Instructions to follow: Find and copy the lines in the records beneath this task that contain the word "PublicationMetadata".

Collected data:
== Segment start ==

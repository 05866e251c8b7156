//! Database models for the storage layer.
//!
//! `*Row` types map directly to database rows and are used for sqlx queries.
//! The record types are what the store hands back: rows joined with their
//! children and parsed into the validated types from nbrepo-core.

use chrono::{DateTime, Utc};
use nbrepo_core::{
    InviteId, NotebookPath, PublicationId, Quality, ShareId, TagId, TagLabel, Username,
};
use serde::{Deserialize, Serialize};
use sqlx::FromRow;

use crate::error::{StoreError, StoreResult};

// ============================================================================
// Users
// ============================================================================

/// Database row for the `users` table.
#[derive(Debug, Clone, FromRow)]
pub struct UserRow {
    pub username: String,
    pub admin: bool,
    pub created: DateTime<Utc>,
}

/// A user that has authenticated at least once.
#[derive(Debug, Clone, PartialEq, Eq, Serialize)]
pub struct UserRecord {
    pub username: Username,
    pub admin: bool,
    pub created: DateTime<Utc>,
}

impl UserRow {
    pub fn into_record(self) -> StoreResult<UserRecord> {
        Ok(UserRecord {
            username: Username::parse(&self.username).map_err(|e| StoreError::corrupt("users", e))?,
            admin: self.admin,
            created: self.created,
        })
    }
}

// ============================================================================
// Publications
// ============================================================================

/// Database row for the `publications` table.
#[derive(Debug, Clone, FromRow)]
pub struct PublicationRow {
    pub id: i64,
    pub owner: String,
    pub api_path: String,
    pub file_path: String,
    pub name: String,
    pub description: String,
    pub author: String,
    pub quality: String,
    pub citation: Option<String>,
    pub copied: i64,
    pub launched: i64,
    pub publication_date: DateTime<Utc>,
    pub updated: DateTime<Utc>,
}

impl PublicationRow {
    pub fn into_record(self, tags: Vec<TagLabel>) -> StoreResult<PublicationRecord> {
        let corrupt = |e: nbrepo_core::ValueError| StoreError::corrupt("publications", e);
        Ok(PublicationRecord {
            id: PublicationId(self.id),
            owner: Username::parse(&self.owner).map_err(corrupt)?,
            api_path: NotebookPath::parse(&self.api_path).map_err(corrupt)?,
            file_path: self.file_path,
            name: self.name,
            description: self.description,
            author: self.author,
            quality: self.quality.parse().map_err(corrupt)?,
            citation: self.citation,
            tags,
            copied: u64::try_from(self.copied).unwrap_or_default(),
            launched: u64::try_from(self.launched).unwrap_or_default(),
            publication_date: self.publication_date,
            updated: self.updated,
        })
    }
}

/// The fields a publisher controls; `update` replaces all of them at once.
#[derive(Debug, Clone, PartialEq, Eq)]
pub struct PublicationMetadata {
    pub name: String,
    pub description: String,
    pub author: String,
    pub quality: Quality,
    pub citation: Option<String>,
    pub tags: Vec<TagLabel>,
}

/// Input for creating a publication.
#[derive(Debug, Clone)]
pub struct NewPublication {
    pub owner: Username,
    pub api_path: NotebookPath,
    pub file_path: String,
    pub metadata: PublicationMetadata,
}

/// A notebook in the public library.
#[derive(Debug, Clone, PartialEq, Eq, Serialize)]
pub struct PublicationRecord {
    pub id: PublicationId,
    pub owner: Username,
    pub api_path: NotebookPath,
    pub file_path: String,
    pub name: String,
    pub description: String,
    pub author: String,
    pub quality: Quality,
    pub citation: Option<String>,
    pub tags: Vec<TagLabel>,
    pub copied: u64,
    pub launched: u64,
    pub publication_date: DateTime<Utc>,
    pub updated: DateTime<Utc>,
}

/// Publication counters.
#[derive(Debug, Clone, Copy, PartialEq, Eq)]
pub enum Counter {
    Copied,
    Launched,
}

// ============================================================================
// Tags
// ============================================================================

/// Database row for the `tags` table.
#[derive(Debug, Clone, FromRow)]
pub struct TagRow {
    pub id: i64,
    pub label: String,
    pub description: String,
    pub pinned: bool,
    pub protected: bool,
}

impl TagRow {
    pub fn into_record(self) -> StoreResult<TagRecord> {
        Ok(TagRecord {
            id: TagId(self.id),
            label: TagLabel::parse(&self.label).map_err(|e| StoreError::corrupt("tags", e))?,
            description: self.description,
            pinned: self.pinned,
            protected: self.protected,
        })
    }
}

/// A tag and its governance flags.
#[derive(Debug, Clone, PartialEq, Eq, Serialize)]
pub struct TagRecord {
    pub id: TagId,
    pub label: TagLabel,
    pub description: String,
    pub pinned: bool,
    pub protected: bool,
}

/// Flag changes for a tag; `None` leaves a field as it is.
#[derive(Debug, Clone, Default, PartialEq, Eq, Deserialize)]
pub struct TagChanges {
    #[serde(default)]
    pub pinned: Option<bool>,
    #[serde(default)]
    pub protected: Option<bool>,
    #[serde(default)]
    pub description: Option<String>,
}

impl TagChanges {
    pub fn is_empty(&self) -> bool {
        self.pinned.is_none() && self.protected.is_none() && self.description.is_none()
    }

    pub(crate) fn apply(&self, tag: &mut TagRecord) {
        if let Some(pinned) = self.pinned {
            tag.pinned = pinned;
        }
        if let Some(protected) = self.protected {
            tag.protected = protected;
        }
        if let Some(description) = &self.description {
            tag.description = description.clone();
        }
    }
}

// ============================================================================
// Shares
// ============================================================================

/// Database row for the `shares` table.
#[derive(Debug, Clone, FromRow)]
pub struct ShareRow {
    pub id: i64,
    pub owner: String,
    pub notebook_path: String,
    pub created: DateTime<Utc>,
}

/// Database row for the `invites` table.
#[derive(Debug, Clone, FromRow)]
pub struct InviteRow {
    pub id: i64,
    pub share_id: i64,
    pub username: String,
    pub accepted: bool,
    pub invited_at: DateTime<Utc>,
    pub position: i32,
}

impl InviteRow {
    pub fn into_invite(self) -> StoreResult<Invite> {
        Ok(Invite {
            id: InviteId(self.id),
            user: Username::parse(&self.username).map_err(|e| StoreError::corrupt("invites", e))?,
            accepted: self.accepted,
            invited_at: self.invited_at,
        })
    }
}

impl ShareRow {
    /// Join a share row with its invites, which must already be in position order.
    pub fn into_record(self, invites: Vec<InviteRow>) -> StoreResult<ShareRecord> {
        let corrupt = |e: nbrepo_core::ValueError| StoreError::corrupt("shares", e);
        Ok(ShareRecord {
            id: ShareId(self.id),
            owner: Username::parse(&self.owner).map_err(corrupt)?,
            notebook_path: NotebookPath::parse(&self.notebook_path).map_err(corrupt)?,
            created: self.created,
            collaborators: invites
                .into_iter()
                .map(InviteRow::into_invite)
                .collect::<StoreResult<_>>()?,
        })
    }
}

/// One invited collaborator.
#[derive(Debug, Clone, PartialEq, Eq, Serialize)]
pub struct Invite {
    pub id: InviteId,
    pub user: Username,
    pub accepted: bool,
    pub invited_at: DateTime<Utc>,
}

/// A privately shared notebook and its ordered collaborator list.
#[derive(Debug, Clone, PartialEq, Eq, Serialize)]
pub struct ShareRecord {
    pub id: ShareId,
    pub owner: Username,
    pub notebook_path: NotebookPath,
    pub created: DateTime<Utc>,
    pub collaborators: Vec<Invite>,
}

impl ShareRecord {
    pub fn invite_for(&self, user: &Username) -> Option<&Invite> {
        self.collaborators.iter().find(|i| &i.user == user)
    }

    /// Owner or any invitee, accepted or not.
    pub fn involves(&self, user: &Username) -> bool {
        &self.owner == user || self.invite_for(user).is_some()
    }

    /// Owner followed by every invitee.
    pub fn participants(&self) -> Vec<Username> {
        std::iter::once(self.owner.clone())
            .chain(self.collaborators.iter().map(|i| i.user.clone()))
            .collect()
    }

    pub fn qualified_path(&self) -> String {
        self.notebook_path.qualified(&self.owner)
    }

    pub fn usernames(&self) -> Vec<Username> {
        self.collaborators.iter().map(|i| i.user.clone()).collect()
    }
}

/// Result of replacing a share's collaborator list.
#[derive(Debug, Clone)]
pub struct ShareUpdate {
    pub record: ShareRecord,
    /// True when this call created the share.
    pub created: bool,
    pub added: Vec<Username>,
    pub removed: Vec<Username>,
}

/// Result of removing one invite.
#[derive(Debug, Clone)]
pub enum DeclineOutcome {
    /// Other collaborators remain; carries the updated share.
    InviteRemoved(ShareRecord),
    /// That was the last collaborator; carries the share as it was before deletion.
    ShareDeleted(ShareRecord),
}

impl DeclineOutcome {
    pub fn record(&self) -> &ShareRecord {
        match self {
            Self::InviteRemoved(record) | Self::ShareDeleted(record) => record,
        }
    }
}

/// Shares a user takes part in, split by role.
#[derive(Debug, Clone, Default, PartialEq, Eq)]
pub struct UserShares {
    pub shared_by_me: Vec<ShareRecord>,
    pub shared_with_me: Vec<ShareRecord>,
}

/// Which collaborators a replacement adds and drops.
#[derive(Debug, Clone, Default, PartialEq, Eq)]
pub struct CollaboratorPlan {
    /// New invitees in request order.
    pub added: Vec<Username>,
    /// Current invitees missing from the request, in their stored order.
    pub removed: Vec<Username>,
}

impl CollaboratorPlan {
    /// Diff the stored collaborator list against a requested one.
    ///
    /// Retained collaborators keep their position and acceptance state.
    pub fn diff(existing: &[Username], requested: &[Username]) -> Self {
        let mut added: Vec<Username> = Vec::new();
        for user in requested {
            if !existing.contains(user) && !added.contains(user) {
                added.push(user.clone());
            }
        }
        let removed = existing
            .iter()
            .filter(|user| !requested.contains(user))
            .cloned()
            .collect();
        Self { added, removed }
    }

    pub fn is_noop(&self) -> bool {
        self.added.is_empty() && self.removed.is_empty()
    }
}

// ============================================================================
// Tests
// ============================================================================
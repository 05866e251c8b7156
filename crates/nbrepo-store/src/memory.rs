//! In-process backend.
//!
//! Used by tests and single-node development runs. One mutex guards the
//! whole state, so every operation is atomic with respect to every other.

use std::collections::BTreeMap;

use chrono::{DateTime, Utc};
use nbrepo_core::{
    InviteId, NotebookPath, PublicationId, ShareId, TagId, TagLabel, Username,
};
use tokio::sync::Mutex;

use crate::error::{StoreError, StoreResult};
use crate::models::*;

#[derive(Debug, Default)]
struct MemoryState {
    users: BTreeMap<Username, UserRecord>,
    publications: BTreeMap<PublicationId, PublicationRecord>,
    tags: BTreeMap<TagId, TagRecord>,
    shares: BTreeMap<ShareId, ShareRecord>,
    next_id: i64,
}

impl MemoryState {
    fn next_id(&mut self) -> i64 {
        self.next_id += 1;
        self.next_id
    }

    fn tag_by_label(&self, label: &TagLabel) -> Option<&TagRecord> {
        self.tags.values().find(|t| &t.label == label)
    }

    fn ensure_tags(&mut self, labels: &[TagLabel]) -> Vec<TagLabel> {
        let mut created = Vec::new();
        for label in labels {
            if self.tag_by_label(label).is_none() {
                let id = TagId(self.next_id());
                self.tags.insert(
                    id,
                    TagRecord {
                        id,
                        label: label.clone(),
                        description: String::new(),
                        pinned: false,
                        protected: false,
                    },
                );
                created.push(label.clone());
            }
        }
        created
    }

    fn share_holding(&self, invite: InviteId) -> Option<ShareId> {
        self.shares
            .values()
            .find(|s| s.collaborators.iter().any(|i| i.id == invite))
            .map(|s| s.id)
    }
}

fn sorted_labels(labels: &[TagLabel]) -> Vec<TagLabel> {
    let mut sorted: Vec<TagLabel> = Vec::new();
    for label in labels {
        if !sorted.contains(label) {
            sorted.push(label.clone());
        }
    }
    sorted.sort();
    sorted
}

/// Memory-backed store state.
#[derive(Debug, Default)]
pub(crate) struct MemoryStore {
    state: Mutex<MemoryState>,
}

impl MemoryStore {
    // ==================== User Operations ====================

    pub(crate) async fn upsert_user(&self, username: &Username, admin: bool) -> UserRecord {
        let mut state = self.state.lock().await;
        let record = state
            .users
            .entry(username.clone())
            .or_insert_with(|| UserRecord {
                username: username.clone(),
                admin,
                created: Utc::now(),
            });
        record.admin = admin;
        record.clone()
    }

    pub(crate) async fn get_user(&self, username: &Username) -> Option<UserRecord> {
        self.state.lock().await.users.get(username).cloned()
    }

    pub(crate) async fn unknown_users(&self, users: &[Username]) -> Vec<Username> {
        let state = self.state.lock().await;
        users
            .iter()
            .filter(|u| !state.users.contains_key(*u))
            .cloned()
            .collect()
    }

    // ==================== Publication Operations ====================

    pub(crate) async fn insert_publication(
        &self,
        new: &NewPublication,
        now: DateTime<Utc>,
    ) -> StoreResult<PublicationRecord> {
        let mut state = self.state.lock().await;
        let taken = state
            .publications
            .values()
            .any(|p| p.owner == new.owner && p.api_path == new.api_path);
        if taken {
            return Err(StoreError::DuplicatePublication {
                owner: new.owner.clone(),
                api_path: new.api_path.clone(),
            });
        }

        let meta = &new.metadata;
        state.ensure_tags(&meta.tags);
        let id = PublicationId(state.next_id());
        let record = PublicationRecord {
            id,
            owner: new.owner.clone(),
            api_path: new.api_path.clone(),
            file_path: new.file_path.clone(),
            name: meta.name.clone(),
            description: meta.description.clone(),
            author: meta.author.clone(),
            quality: meta.quality,
            citation: meta.citation.clone(),
            tags: sorted_labels(&meta.tags),
            copied: 0,
            launched: 0,
            publication_date: now,
            updated: now,
        };
        state.publications.insert(id, record.clone());
        Ok(record)
    }

    pub(crate) async fn get_publication(&self, id: PublicationId) -> StoreResult<PublicationRecord> {
        self.state
            .lock()
            .await
            .publications
            .get(&id)
            .cloned()
            .ok_or(StoreError::PublicationNotFound(id))
    }

    pub(crate) async fn publication_exists(&self, owner: &Username, api_path: &NotebookPath) -> bool {
        self.state
            .lock()
            .await
            .publications
            .values()
            .any(|p| &p.owner == owner && &p.api_path == api_path)
    }

    pub(crate) async fn list_publications(&self) -> Vec<PublicationRecord> {
        self.state.lock().await.publications.values().cloned().collect()
    }

    pub(crate) async fn replace_publication(
        &self,
        id: PublicationId,
        meta: &PublicationMetadata,
        now: DateTime<Utc>,
    ) -> StoreResult<PublicationRecord> {
        let mut state = self.state.lock().await;
        if !state.publications.contains_key(&id) {
            return Err(StoreError::PublicationNotFound(id));
        }
        state.ensure_tags(&meta.tags);
        let record = state
            .publications
            .get_mut(&id)
            .ok_or(StoreError::PublicationNotFound(id))?;
        record.name = meta.name.clone();
        record.description = meta.description.clone();
        record.author = meta.author.clone();
        record.quality = meta.quality;
        record.citation = meta.citation.clone();
        record.tags = sorted_labels(&meta.tags);
        record.updated = now;
        Ok(record.clone())
    }

    pub(crate) async fn delete_publication(&self, id: PublicationId) -> StoreResult<PublicationRecord> {
        self.state
            .lock()
            .await
            .publications
            .remove(&id)
            .ok_or(StoreError::PublicationNotFound(id))
    }

    pub(crate) async fn increment_counter(
        &self,
        id: PublicationId,
        counter: Counter,
    ) -> StoreResult<PublicationRecord> {
        let mut state = self.state.lock().await;
        let record = state
            .publications
            .get_mut(&id)
            .ok_or(StoreError::PublicationNotFound(id))?;
        match counter {
            Counter::Copied => record.copied += 1,
            Counter::Launched => record.launched += 1,
        }
        Ok(record.clone())
    }

    // ==================== Tag Operations ====================

    pub(crate) async fn ensure_tags(&self, labels: &[TagLabel]) -> Vec<TagLabel> {
        self.state.lock().await.ensure_tags(labels)
    }

    pub(crate) async fn list_tags(&self) -> Vec<TagRecord> {
        let mut tags: Vec<TagRecord> = self.state.lock().await.tags.values().cloned().collect();
        tags.sort_by(|a, b| a.label.cmp(&b.label));
        tags
    }

    pub(crate) async fn tags_by_label(&self, labels: &[TagLabel]) -> Vec<TagRecord> {
        let mut tags: Vec<TagRecord> = self
            .state
            .lock()
            .await
            .tags
            .values()
            .filter(|t| labels.contains(&t.label))
            .cloned()
            .collect();
        tags.sort_by(|a, b| a.label.cmp(&b.label));
        tags
    }

    pub(crate) async fn update_tag(&self, id: TagId, changes: &TagChanges) -> StoreResult<TagRecord> {
        let mut state = self.state.lock().await;
        let tag = state.tags.get_mut(&id).ok_or(StoreError::TagNotFound(id))?;
        changes.apply(tag);
        Ok(tag.clone())
    }

    pub(crate) async fn upsert_tag(
        &self,
        label: &TagLabel,
        changes: &TagChanges,
    ) -> StoreResult<(TagRecord, bool)> {
        let mut state = self.state.lock().await;
        let created = !state.ensure_tags(std::slice::from_ref(label)).is_empty();
        let tag = state
            .tags
            .values_mut()
            .find(|t| &t.label == label)
            .ok_or_else(|| StoreError::corrupt("tags", "label vanished after upsert"))?;
        changes.apply(tag);
        Ok((tag.clone(), created))
    }

    // ==================== Share Operations ====================

    pub(crate) async fn replace_collaborators(
        &self,
        owner: &Username,
        path: &NotebookPath,
        requested: &[Username],
        now: DateTime<Utc>,
    ) -> StoreResult<ShareUpdate> {
        let mut state = self.state.lock().await;

        let existing = state
            .shares
            .values()
            .find(|s| &s.owner == owner && &s.notebook_path == path)
            .cloned();
        let created = existing.is_none();
        let mut record = match existing {
            Some(record) => record,
            None => ShareRecord {
                id: ShareId(state.next_id()),
                owner: owner.clone(),
                notebook_path: path.clone(),
                created: now,
                collaborators: Vec::new(),
            },
        };

        let plan = CollaboratorPlan::diff(&record.usernames(), requested);
        record.collaborators.retain(|i| !plan.removed.contains(&i.user));
        for user in &plan.added {
            let id = InviteId(state.next_id());
            record.collaborators.push(Invite {
                id,
                user: user.clone(),
                accepted: false,
                invited_at: now,
            });
        }
        if record.collaborators.is_empty() {
            return Err(StoreError::EmptyCollaborators);
        }

        state.shares.insert(record.id, record.clone());
        Ok(ShareUpdate {
            record,
            created,
            added: plan.added,
            removed: plan.removed,
        })
    }

    pub(crate) async fn get_share(&self, id: ShareId) -> StoreResult<ShareRecord> {
        self.state
            .lock()
            .await
            .shares
            .get(&id)
            .cloned()
            .ok_or(StoreError::ShareNotFound(id))
    }

    pub(crate) async fn find_share(&self, owner: &Username, path: &NotebookPath) -> Option<ShareRecord> {
        self.state
            .lock()
            .await
            .shares
            .values()
            .find(|s| &s.owner == owner && &s.notebook_path == path)
            .cloned()
    }

    pub(crate) async fn list_shares_for_user(&self, user: &Username) -> UserShares {
        let state = self.state.lock().await;
        let mut shares: Vec<&ShareRecord> = state.shares.values().collect();
        shares.sort_by_key(|s| (s.created, s.id));
        UserShares {
            shared_by_me: shares
                .iter()
                .filter(|s| &s.owner == user)
                .map(|s| (*s).clone())
                .collect(),
            shared_with_me: shares
                .iter()
                .filter(|s| s.invite_for(user).is_some())
                .map(|s| (*s).clone())
                .collect(),
        }
    }

    pub(crate) async fn share_for_invite(&self, invite: InviteId) -> StoreResult<ShareRecord> {
        let state = self.state.lock().await;
        state
            .share_holding(invite)
            .and_then(|id| state.shares.get(&id).cloned())
            .ok_or(StoreError::InviteNotFound(invite))
    }

    pub(crate) async fn accept_invite(&self, invite: InviteId) -> StoreResult<ShareRecord> {
        let mut state = self.state.lock().await;
        let share_id = state
            .share_holding(invite)
            .ok_or(StoreError::InviteNotFound(invite))?;
        let record = state
            .shares
            .get_mut(&share_id)
            .ok_or(StoreError::InviteNotFound(invite))?;
        for entry in record.collaborators.iter_mut().filter(|i| i.id == invite) {
            entry.accepted = true;
        }
        Ok(record.clone())
    }

    pub(crate) async fn remove_invite(&self, invite: InviteId) -> StoreResult<DeclineOutcome> {
        let mut state = self.state.lock().await;
        let share_id = state
            .share_holding(invite)
            .ok_or(StoreError::InviteNotFound(invite))?;
        let record = state
            .shares
            .get_mut(&share_id)
            .ok_or(StoreError::InviteNotFound(invite))?;

        if record.collaborators.len() <= 1 {
            let before = record.clone();
            state.shares.remove(&share_id);
            return Ok(DeclineOutcome::ShareDeleted(before));
        }
        record.collaborators.retain(|i| i.id != invite);
        Ok(DeclineOutcome::InviteRemoved(record.clone()))
    }

    pub(crate) async fn delete_share(&self, id: ShareId) -> StoreResult<ShareRecord> {
        self.state
            .lock()
            .await
            .shares
            .remove(&id)
            .ok_or(StoreError::ShareNotFound(id))
    }
}
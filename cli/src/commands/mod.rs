//! Command implementations for the nbrepo CLI.
//!
//! Each command module provides:
//! - Args struct for clap argument parsing
//! - execute() function that performs the command
//! - Human-readable and JSON output formatting

pub mod library;
pub mod login;
pub mod share;
pub mod tags;
pub mod watch;

use anyhow::Result;
use reqwest::header::{AUTHORIZATION, HeaderMap, HeaderValue};
use serde::Serialize;

/// Common error type for HTTP requests.
#[derive(Debug, thiserror::Error)]
pub enum CliError {
    #[error("HTTP request failed: {0}")]
    Http(#[from] reqwest::Error),

    #[error("Server error ({status}): {message}")]
    Server {
        status: u16,
        message: String,
        /// Usernames the server rejected, when it names any.
        users: Vec<String>,
    },
}

impl CliError {
    pub fn status(&self) -> Option<u16> {
        match self {
            Self::Server { status, .. } => Some(*status),
            Self::Http(e) => e.status().map(|s| s.as_u16()),
        }
    }
}

/// Build an HTTP client, optionally configured with a token.
pub fn build_client(token: Option<&str>) -> Result<reqwest::Client> {
    let mut builder = reqwest::Client::builder();

    if let Some(token) = token {
        let mut headers = HeaderMap::new();
        let value = HeaderValue::from_str(&format!("Token {}", token))
            .map_err(|e| anyhow::anyhow!("Invalid token value: {}", e))?;
        headers.insert(AUTHORIZATION, value);
        builder = builder.default_headers(headers);
    }

    Ok(builder.build()?)
}

/// Print output in JSON or human-readable format.
pub fn output<T: Serialize + HumanReadable>(value: &T, human: bool) -> Result<()> {
    if human {
        value.print_human();
    } else {
        println!("{}", serde_json::to_string_pretty(value)?);
    }
    Ok(())
}

/// Trait for types that can be printed in human-readable format.
pub trait HumanReadable {
    fn print_human(&self);
}

/// Send a request and decode the JSON body, turning error bodies into [`CliError::Server`].
pub async fn make_request<T: serde::de::DeserializeOwned>(
    request: reqwest::RequestBuilder,
) -> Result<T, CliError> {
    let response = request.send().await?;
    let status = response.status();

    if status.is_success() {
        return Ok(response.json::<T>().await?);
    }

    let body = response.text().await.unwrap_or_default();
    Err(server_error(status.as_u16(), &body))
}

fn server_error(status: u16, body: &str) -> CliError {
    let Ok(json) = serde_json::from_str::<serde_json::Value>(body) else {
        return CliError::Server {
            status,
            message: body.to_string(),
            users: Vec::new(),
        };
    };

    let message = json
        .get("error")
        .and_then(|v| v.as_str())
        .unwrap_or(body)
        .to_string();
    let users = json
        .get("users")
        .and_then(|v| v.as_array())
        .map(|users| {
            users
                .iter()
                .filter_map(|u| u.as_str().map(str::to_string))
                .collect()
        })
        .unwrap_or_default();

    CliError::Server {
        status,
        message,
        users,
    }
}

/// Format a timestamp for human display.
pub fn format_timestamp(ts: &chrono::DateTime<chrono::Utc>) -> String {
    ts.format("%Y-%m-%d %H:%M:%S UTC").to_string()
}

/// Truncate a string for display, adding ellipsis if needed.
pub fn truncate(s: &str, max_len: usize) -> String {
    if s.chars().count() <= max_len {
        s.to_string()
    } else {
        let kept: String = s.chars().take(max_len.saturating_sub(3)).collect();
        format!("{}...", kept)
    }
}

/// Percent-encode each segment of a `/`-separated path for use in a URL.
pub fn encode_path(path: &str) -> String {
    path.split('/')
        .map(|segment| {
            segment
                .bytes()
                .map(|b| match b {
                    b'A'..=b'Z' | b'a'..=b'z' | b'0'..=b'9' | b'-' | b'.' | b'_' | b'~' => {
                        (b as char).to_string()
                    }
                    _ => format!("%{:02X}", b),
                })
                .collect::<String>()
        })
        .collect::<Vec<_>>()
        .join("/")
}
//! nbrepo-core: domain types for the notebook publication and sharing service.
//!
//! This crate provides:
//! - Typed identifiers for publications, shares, invites, and tags
//! - Validated names: usernames, tag labels, and workspace-relative notebook paths
//! - Publication quality levels and slug derivation
//! - The `Clock` abstraction used wherever the service reads the time
//!
//! Nothing in here performs I/O; the store and server crates build on it.

pub mod clock;
pub mod names;
pub mod types;

pub use clock::{Clock, ManualClock, SystemClock};
pub use names::{NotebookPath, TagLabel, Username, ValueError, parse_label_list, slugify};
pub use types::{Identity, InviteId, PublicationId, Quality, ShareId, TagId};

== Segment end ==

Task solution:
pub struct PublicationMetadata {
    pub metadata: PublicationMetadata,
        meta: &PublicationMetadata,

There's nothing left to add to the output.